## Task to carry out
Search the material below for the word "result" and copy every line in which it occurs.

________

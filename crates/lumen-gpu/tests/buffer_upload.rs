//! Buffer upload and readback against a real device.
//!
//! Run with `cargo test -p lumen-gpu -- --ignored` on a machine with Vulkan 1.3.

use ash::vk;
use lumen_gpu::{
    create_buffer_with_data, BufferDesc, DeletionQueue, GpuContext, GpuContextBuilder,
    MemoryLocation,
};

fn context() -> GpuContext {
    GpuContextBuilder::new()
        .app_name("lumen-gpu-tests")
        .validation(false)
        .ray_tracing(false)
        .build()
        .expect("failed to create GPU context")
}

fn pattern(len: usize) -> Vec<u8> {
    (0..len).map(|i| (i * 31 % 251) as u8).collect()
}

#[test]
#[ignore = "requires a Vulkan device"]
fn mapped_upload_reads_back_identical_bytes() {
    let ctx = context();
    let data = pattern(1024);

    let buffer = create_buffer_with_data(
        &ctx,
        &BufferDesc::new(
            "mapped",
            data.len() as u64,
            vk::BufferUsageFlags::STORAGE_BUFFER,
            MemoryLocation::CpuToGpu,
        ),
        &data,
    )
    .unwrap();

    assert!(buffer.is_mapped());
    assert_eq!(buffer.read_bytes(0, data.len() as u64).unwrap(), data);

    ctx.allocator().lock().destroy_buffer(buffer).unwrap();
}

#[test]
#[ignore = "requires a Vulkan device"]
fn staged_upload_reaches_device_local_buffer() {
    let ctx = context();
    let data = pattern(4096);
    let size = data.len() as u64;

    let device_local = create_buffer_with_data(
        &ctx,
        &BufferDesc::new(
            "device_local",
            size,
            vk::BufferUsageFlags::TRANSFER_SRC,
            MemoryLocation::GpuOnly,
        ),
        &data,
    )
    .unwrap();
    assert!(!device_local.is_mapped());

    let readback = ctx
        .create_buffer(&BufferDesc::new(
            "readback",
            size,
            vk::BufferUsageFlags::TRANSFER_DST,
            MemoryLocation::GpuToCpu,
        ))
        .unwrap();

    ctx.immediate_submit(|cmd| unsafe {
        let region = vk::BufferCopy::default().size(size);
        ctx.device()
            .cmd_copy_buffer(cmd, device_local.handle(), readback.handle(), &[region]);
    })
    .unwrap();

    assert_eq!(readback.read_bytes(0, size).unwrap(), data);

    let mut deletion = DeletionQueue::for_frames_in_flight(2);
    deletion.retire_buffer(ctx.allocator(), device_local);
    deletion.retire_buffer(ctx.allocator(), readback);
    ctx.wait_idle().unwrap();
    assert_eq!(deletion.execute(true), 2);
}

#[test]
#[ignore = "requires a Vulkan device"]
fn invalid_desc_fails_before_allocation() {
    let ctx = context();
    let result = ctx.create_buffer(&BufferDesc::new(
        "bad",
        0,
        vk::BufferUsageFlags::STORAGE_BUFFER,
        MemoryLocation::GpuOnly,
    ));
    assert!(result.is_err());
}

________

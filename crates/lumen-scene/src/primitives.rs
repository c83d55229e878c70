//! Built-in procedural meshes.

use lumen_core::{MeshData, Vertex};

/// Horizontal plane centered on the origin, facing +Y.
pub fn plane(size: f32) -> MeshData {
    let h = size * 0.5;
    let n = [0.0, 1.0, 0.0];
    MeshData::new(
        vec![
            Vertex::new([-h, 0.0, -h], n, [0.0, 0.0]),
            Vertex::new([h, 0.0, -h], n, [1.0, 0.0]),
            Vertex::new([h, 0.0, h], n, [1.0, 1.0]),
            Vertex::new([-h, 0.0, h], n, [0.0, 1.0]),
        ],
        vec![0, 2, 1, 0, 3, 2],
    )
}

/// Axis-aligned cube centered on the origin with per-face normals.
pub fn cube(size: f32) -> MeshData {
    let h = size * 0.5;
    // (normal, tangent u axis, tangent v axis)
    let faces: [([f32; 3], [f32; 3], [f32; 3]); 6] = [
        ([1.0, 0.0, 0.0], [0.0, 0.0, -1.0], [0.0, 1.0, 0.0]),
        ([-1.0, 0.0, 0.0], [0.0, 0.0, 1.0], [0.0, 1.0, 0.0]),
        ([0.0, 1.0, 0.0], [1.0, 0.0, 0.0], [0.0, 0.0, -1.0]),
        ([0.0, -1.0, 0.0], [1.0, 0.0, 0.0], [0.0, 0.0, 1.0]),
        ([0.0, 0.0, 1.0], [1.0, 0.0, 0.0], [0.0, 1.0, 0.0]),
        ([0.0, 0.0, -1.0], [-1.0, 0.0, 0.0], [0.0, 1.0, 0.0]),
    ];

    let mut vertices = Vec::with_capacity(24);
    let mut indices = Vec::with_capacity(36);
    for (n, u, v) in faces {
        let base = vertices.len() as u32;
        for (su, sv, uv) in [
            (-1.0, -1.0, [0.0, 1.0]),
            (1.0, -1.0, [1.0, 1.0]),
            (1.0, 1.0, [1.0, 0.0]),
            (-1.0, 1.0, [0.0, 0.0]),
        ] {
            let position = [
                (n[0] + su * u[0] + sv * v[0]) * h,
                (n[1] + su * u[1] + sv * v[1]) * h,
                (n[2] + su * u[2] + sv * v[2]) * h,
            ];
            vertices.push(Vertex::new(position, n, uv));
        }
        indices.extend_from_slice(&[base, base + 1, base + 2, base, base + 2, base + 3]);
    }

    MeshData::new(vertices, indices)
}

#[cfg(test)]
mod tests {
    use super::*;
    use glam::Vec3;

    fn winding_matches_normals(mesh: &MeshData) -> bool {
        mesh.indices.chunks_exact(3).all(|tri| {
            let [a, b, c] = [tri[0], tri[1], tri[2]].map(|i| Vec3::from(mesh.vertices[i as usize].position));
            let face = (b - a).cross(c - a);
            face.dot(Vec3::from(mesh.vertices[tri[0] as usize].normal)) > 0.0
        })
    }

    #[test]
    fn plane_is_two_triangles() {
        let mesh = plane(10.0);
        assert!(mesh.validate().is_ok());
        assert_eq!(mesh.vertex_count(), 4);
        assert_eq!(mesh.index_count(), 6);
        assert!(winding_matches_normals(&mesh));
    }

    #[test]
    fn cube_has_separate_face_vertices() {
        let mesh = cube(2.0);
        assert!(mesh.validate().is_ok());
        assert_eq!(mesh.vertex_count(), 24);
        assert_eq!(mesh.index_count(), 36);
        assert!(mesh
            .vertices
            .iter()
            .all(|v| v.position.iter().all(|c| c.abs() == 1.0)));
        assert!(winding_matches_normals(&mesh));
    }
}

________

## Exercise solution
    let result = ctx.create_buffer(&BufferDesc::new(
    assert!(result.is_err());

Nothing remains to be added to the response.